[What is needed] Write all of the lines below out again, exactly as they stand.

[Excerpted data]
#[derive(Debug, Default, Deserialize)]
struct ConfigPatch {
    database: Option<DatabasePatch>,
    llm: Option<LlmPatch>,
    agent: Option<AgentPatch>,
    memory: Option<MemoryPatch>,
    server: Option<ServerPatch>,
    logging: Option<LoggingPatch>,
}

#[derive(Debug, Default, Deserialize)]
struct DatabasePatch {
    url: Option<String>,
    max_connections: Option<u32>,
    timeout_secs: Option<u64>,
}

#[derive(Debug, Default, Deserialize)]
struct LlmPatch {
    base_url: Option<String>,
    api_key: Option<String>,
    timeout_secs: Option<u64>,
    models: Option<Vec<ModelPatch>>,
}

#[derive(Debug, Deserialize)]
struct ModelPatch {
    name: String,
    temperature: Option<f32>,
    max_output_tokens: Option<u32>,
    reasoning_effort: Option<ReasoningEffort>,
    supports_tools: Option<bool>,
    supports_streaming: Option<bool>,
}

impl ModelPatch {
    fn into_model(self, position: usize) -> ModelConfig {
        let defaults = default_model(&self.name, position);
        ModelConfig {
            name: ModelName(self.name),
            position,
            temperature: self.temperature.unwrap_or(defaults.temperature),
            max_output_tokens: self.max_output_tokens.unwrap_or(defaults.max_output_tokens),
            reasoning_effort: self.reasoning_effort,
            supports_tools: self.supports_tools.unwrap_or(defaults.supports_tools),
            supports_streaming: self.supports_streaming.unwrap_or(defaults.supports_streaming),
        }
    }
}

#[derive(Debug, Default, Deserialize)]
struct AgentPatch {
    system_prompt: Option<String>,
    max_tool_rounds: Option<u32>,
    max_attempts_per_model: Option<u32>,
    retry_base_delay_ms: Option<u64>,
}

#[derive(Debug, Default, Deserialize)]
struct MemoryPatch {
    mode: Option<MemoryMode>,
}

#[derive(Debug, Default, Deserialize)]
struct ServerPatch {
    bind_address: Option<String>,
    health_check_port: Option<u16>,
    graceful_shutdown_secs: Option<u64>,
}

#[derive(Debug, Default, Deserialize)]
struct LoggingPatch {
    level: Option<String>,
    format: Option<LogFormat>,
}
use thiserror::Error;

#[derive(Clone, Debug, Error, PartialEq, Eq)]
pub enum DomainError {
    #[error("model registry has no entries")]
    EmptyModelRegistry,
    #[error("model `{name}` is not in the registry")]
    ModelNotFound { name: String },
    #[error("conversation `{conversation_id}` already has a turn in flight")]
    TurnInProgress { conversation_id: String },
    #[error("tool-call loop limit reached after {rounds} rounds")]
    LoopLimitExceeded { rounds: u32 },
    #[error("domain invariant violation: {0}")]
    InvariantViolation(String),
}

#[derive(Clone, Debug, Error, PartialEq, Eq)]
pub enum ApplicationError {
    #[error(transparent)]
    Domain(#[from] DomainError),
    #[error("persistence failure: {0}")]
    Persistence(String),
    #[error("provider failure: {0}")]
    Provider(String),
    #[error("configuration failure: {0}")]
    Configuration(String),
}

#[derive(Clone, Debug, Error, PartialEq, Eq)]
pub enum InterfaceError {
    #[error("bad request: {message}")]
    BadRequest { message: String, correlation_id: String },
    #[error("conflict: {message}")]
    Conflict { message: String, correlation_id: String },
    #[error("service unavailable: {message}")]
    ServiceUnavailable { message: String, correlation_id: String },
    #[error("internal error: {message}")]
    Internal { message: String, correlation_id: String },
}

impl InterfaceError {
    pub fn user_message(&self) -> &'static str {
        match self {
            Self::BadRequest { .. } => {
                "The request could not be processed. Check inputs and try again."
            }
            Self::Conflict { .. } => {
                "Another turn is already running for this conversation. Retry shortly."
            }
            Self::ServiceUnavailable { .. } => {
                "The assistant is temporarily unavailable. Please retry shortly."
            }
            Self::Internal { .. } => "An unexpected internal error occurred.",
        }
    }
}

impl ApplicationError {
    pub fn into_interface(self, correlation_id: impl Into<String>) -> InterfaceError {
        let correlation_id = correlation_id.into();
        let mut mapped = InterfaceError::from(self);
        match &mut mapped {
            InterfaceError::BadRequest { correlation_id: id, .. }
            | InterfaceError::Conflict { correlation_id: id, .. }
            | InterfaceError::ServiceUnavailable { correlation_id: id, .. }
            | InterfaceError::Internal { correlation_id: id, .. } => *id = correlation_id,
        }
        mapped
    }
}

impl From<ApplicationError> for InterfaceError {
    fn from(value: ApplicationError) -> Self {
        match value {
            ApplicationError::Domain(DomainError::TurnInProgress { conversation_id }) => {
                Self::Conflict {
                    message: format!("turn already in flight for `{conversation_id}`"),
                    correlation_id: "unassigned".to_owned(),
                }
            }
            ApplicationError::Domain(DomainError::ModelNotFound { .. })
            | ApplicationError::Domain(DomainError::LoopLimitExceeded { .. })
            | ApplicationError::Domain(DomainError::InvariantViolation(_)) => Self::BadRequest {
                message: "domain validation failed".to_owned(),
                correlation_id: "unassigned".to_owned(),
            },
            ApplicationError::Persistence(message) | ApplicationError::Provider(message) => {
                Self::ServiceUnavailable { message, correlation_id: "unassigned".to_owned() }
            }
            ApplicationError::Domain(DomainError::EmptyModelRegistry) => Self::Internal {
                message: "model registry is empty".to_owned(),
                correlation_id: "unassigned".to_owned(),
            },
            ApplicationError::Configuration(message) => {
                Self::Internal { message, correlation_id: "unassigned".to_owned() }
            }
        }
    }
}

#[cfg(test)]
mod tests {
    use crate::errors::{ApplicationError, DomainError, InterfaceError};

    #[test]
    fn loop_limit_maps_to_bad_request_interface_error() {
        let interface = ApplicationError::from(DomainError::LoopLimitExceeded { rounds: 4 })
            .into_interface("req-1");

        assert!(matches!(
            interface,
            InterfaceError::BadRequest {
                ref correlation_id,
                ..
            } if correlation_id == "req-1"
        ));
        assert_eq!(
            interface.user_message(),
            "The request could not be processed. Check inputs and try again."
        );
    }

    #[test]
    fn in_flight_turn_maps_to_conflict_with_retry_guidance() {
        let interface = ApplicationError::from(DomainError::TurnInProgress {
            conversation_id: "c1".to_owned(),
        })
        .into_interface("req-2");

        assert!(matches!(interface, InterfaceError::Conflict { .. }));
        assert_eq!(
            interface.user_message(),
            "Another turn is already running for this conversation. Retry shortly."
        );
    }

    #[test]
    fn provider_error_maps_to_service_unavailable_without_leaking_detail() {
        let interface = ApplicationError::Provider("upstream 502 from gateway".to_owned())
            .into_interface("req-3");

        assert!(matches!(interface, InterfaceError::ServiceUnavailable { .. }));
        assert_eq!(
            interface.user_message(),
            "The assistant is temporarily unavailable. Please retry shortly."
        );
    }

    #[test]
    fn empty_registry_maps_to_internal() {
        let interface =
            ApplicationError::from(DomainError::EmptyModelRegistry).into_interface("req-4");

        assert!(matches!(interface, InterfaceError::Internal { .. }));
        assert_eq!(interface.user_message(), "An unexpected internal error occurred.");
    }
}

[Output for this task]
#[derive(Debug, Default, Deserialize)]
struct ConfigPatch {
    database: Option<DatabasePatch>,
    llm: Option<LlmPatch>,
    agent: Option<AgentPatch>,
    memory: Option<MemoryPatch>,
    server: Option<ServerPatch>,
    logging: Option<LoggingPatch>,
}

#[derive(Debug, Default, Deserialize)]
struct DatabasePatch {
    url: Option<String>,
    max_connections: Option<u32>,
    timeout_secs: Option<u64>,
}

#[derive(Debug, Default, Deserialize)]
struct LlmPatch {
    base_url: Option<String>,
    api_key: Option<String>,
    timeout_secs: Option<u64>,
    models: Option<Vec<ModelPatch>>,
}

#[derive(Debug, Deserialize)]
struct ModelPatch {
    name: String,
    temperature: Option<f32>,
    max_output_tokens: Option<u32>,
    reasoning_effort: Option<ReasoningEffort>,
    supports_tools: Option<bool>,
    supports_streaming: Option<bool>,
}

impl ModelPatch {
    fn into_model(self, position: usize) -> ModelConfig {
        let defaults = default_model(&self.name, position);
        ModelConfig {
            name: ModelName(self.name),
            position,
            temperature: self.temperature.unwrap_or(defaults.temperature),
            max_output_tokens: self.max_output_tokens.unwrap_or(defaults.max_output_tokens),
            reasoning_effort: self.reasoning_effort,
            supports_tools: self.supports_tools.unwrap_or(defaults.supports_tools),
            supports_streaming: self.supports_streaming.unwrap_or(defaults.supports_streaming),
        }
    }
}

#[derive(Debug, Default, Deserialize)]
struct AgentPatch {
    system_prompt: Option<String>,
    max_tool_rounds: Option<u32>,
    max_attempts_per_model: Option<u32>,
    retry_base_delay_ms: Option<u64>,
}

#[derive(Debug, Default, Deserialize)]
struct MemoryPatch {
    mode: Option<MemoryMode>,
}

#[derive(Debug, Default, Deserialize)]
struct ServerPatch {
    bind_address: Option<String>,
    health_check_port: Option<u16>,
    graceful_shutdown_secs: Option<u64>,
}

#[derive(Debug, Default, Deserialize)]
struct LoggingPatch {
    level: Option<String>,
    format: Option<LogFormat>,
}
use thiserror::Error;

#[derive(Clone, Debug, Error, PartialEq, Eq)]
pub enum DomainError {
    #[error("model registry has no entries")]
    EmptyModelRegistry,
    #[error("model `{name}` is not in the registry")]
    ModelNotFound { name: String },
    #[error("conversation `{conversation_id}` already has a turn in flight")]
    TurnInProgress { conversation_id: String },
    #[error("tool-call loop limit reached after {rounds} rounds")]
    LoopLimitExceeded { rounds: u32 },
    #[error("domain invariant violation: {0}")]
    InvariantViolation(String),
}

#[derive(Clone, Debug, Error, PartialEq, Eq)]
pub enum ApplicationError {
    #[error(transparent)]
    Domain(#[from] DomainError),
    #[error("persistence failure: {0}")]
    Persistence(String),
    #[error("provider failure: {0}")]
    Provider(String),
    #[error("configuration failure: {0}")]
    Configuration(String),
}

#[derive(Clone, Debug, Error, PartialEq, Eq)]
pub enum InterfaceError {
    #[error("bad request: {message}")]
    BadRequest { message: String, correlation_id: String },
    #[error("conflict: {message}")]
    Conflict { message: String, correlation_id: String },
    #[error("service unavailable: {message}")]
    ServiceUnavailable { message: String, correlation_id: String },
    #[error("internal error: {message}")]
    Internal { message: String, correlation_id: String },
}

impl InterfaceError {
    pub fn user_message(&self) -> &'static str {
        match self {
            Self::BadRequest { .. } => {
                "The request could not be processed. Check inputs and try again."
            }
            Self::Conflict { .. } => {
                "Another turn is already running for this conversation. Retry shortly."
            }
            Self::ServiceUnavailable { .. } => {
                "The assistant is temporarily unavailable. Please retry shortly."
            }
            Self::Internal { .. } => "An unexpected internal error occurred.",
        }
    }
}

impl ApplicationError {
    pub fn into_interface(self, correlation_id: impl Into<String>) -> InterfaceError {
        let correlation_id = correlation_id.into();
        let mut mapped = InterfaceError::from(self);
        match &mut mapped {
            InterfaceError::BadRequest { correlation_id: id, .. }
            | InterfaceError::Conflict { correlation_id: id, .. }
            | InterfaceError::ServiceUnavailable { correlation_id: id, .. }
            | InterfaceError::Internal { correlation_id: id, .. } => *id = correlation_id,
        }
        mapped
    }
}

impl From<ApplicationError> for InterfaceError {
    fn from(value: ApplicationError) -> Self {
        match value {
            ApplicationError::Domain(DomainError::TurnInProgress { conversation_id }) => {
                Self::Conflict {
                    message: format!("turn already in flight for `{conversation_id}`"),
                    correlation_id: "unassigned".to_owned(),
                }
            }
            ApplicationError::Domain(DomainError::ModelNotFound { .. })
            | ApplicationError::Domain(DomainError::LoopLimitExceeded { .. })
            | ApplicationError::Domain(DomainError::InvariantViolation(_)) => Self::BadRequest {
                message: "domain validation failed".to_owned(),
                correlation_id: "unassigned".to_owned(),
            },
            ApplicationError::Persistence(message) | ApplicationError::Provider(message) => {
                Self::ServiceUnavailable { message, correlation_id: "unassigned".to_owned() }
            }
            ApplicationError::Domain(DomainError::EmptyModelRegistry) => Self::Internal {
                message: "model registry is empty".to_owned(),
                correlation_id: "unassigned".to_owned(),
            },
            ApplicationError::Configuration(message) => {
                Self::Internal { message, correlation_id: "unassigned".to_owned() }
            }
        }
    }
}

#[cfg(test)]
mod tests {
    use crate::errors::{ApplicationError, DomainError, InterfaceError};

    #[test]
    fn loop_limit_maps_to_bad_request_interface_error() {
        let interface = ApplicationError::from(DomainError::LoopLimitExceeded { rounds: 4 })
            .into_interface("req-1");

        assert!(matches!(
            interface,
            InterfaceError::BadRequest {
                ref correlation_id,
                ..
            } if correlation_id == "req-1"
        ));
        assert_eq!(
            interface.user_message(),
            "The request could not be processed. Check inputs and try again."
        );
    }

    #[test]
    fn in_flight_turn_maps_to_conflict_with_retry_guidance() {
        let interface = ApplicationError::from(DomainError::TurnInProgress {
            conversation_id: "c1".to_owned(),
        })
        .into_interface("req-2");

        assert!(matches!(interface, InterfaceError::Conflict { .. }));
        assert_eq!(
            interface.user_message(),
            "Another turn is already running for this conversation. Retry shortly."
        );
    }

    #[test]
    fn provider_error_maps_to_service_unavailable_without_leaking_detail() {
        let interface = ApplicationError::Provider("upstream 502 from gateway".to_owned())
            .into_interface("req-3");

        assert!(matches!(interface, InterfaceError::ServiceUnavailable { .. }));
        assert_eq!(
            interface.user_message(),
            "The assistant is temporarily unavailable. Please retry shortly."
        );
    }

    #[test]
    fn empty_registry_maps_to_internal() {
        let interface =
            ApplicationError::from(DomainError::EmptyModelRegistry).into_interface("req-4");

        assert!(matches!(interface, InterfaceError::Internal { .. }));
        assert_eq!(interface.user_message(), "An unexpected internal error occurred.");
    }
}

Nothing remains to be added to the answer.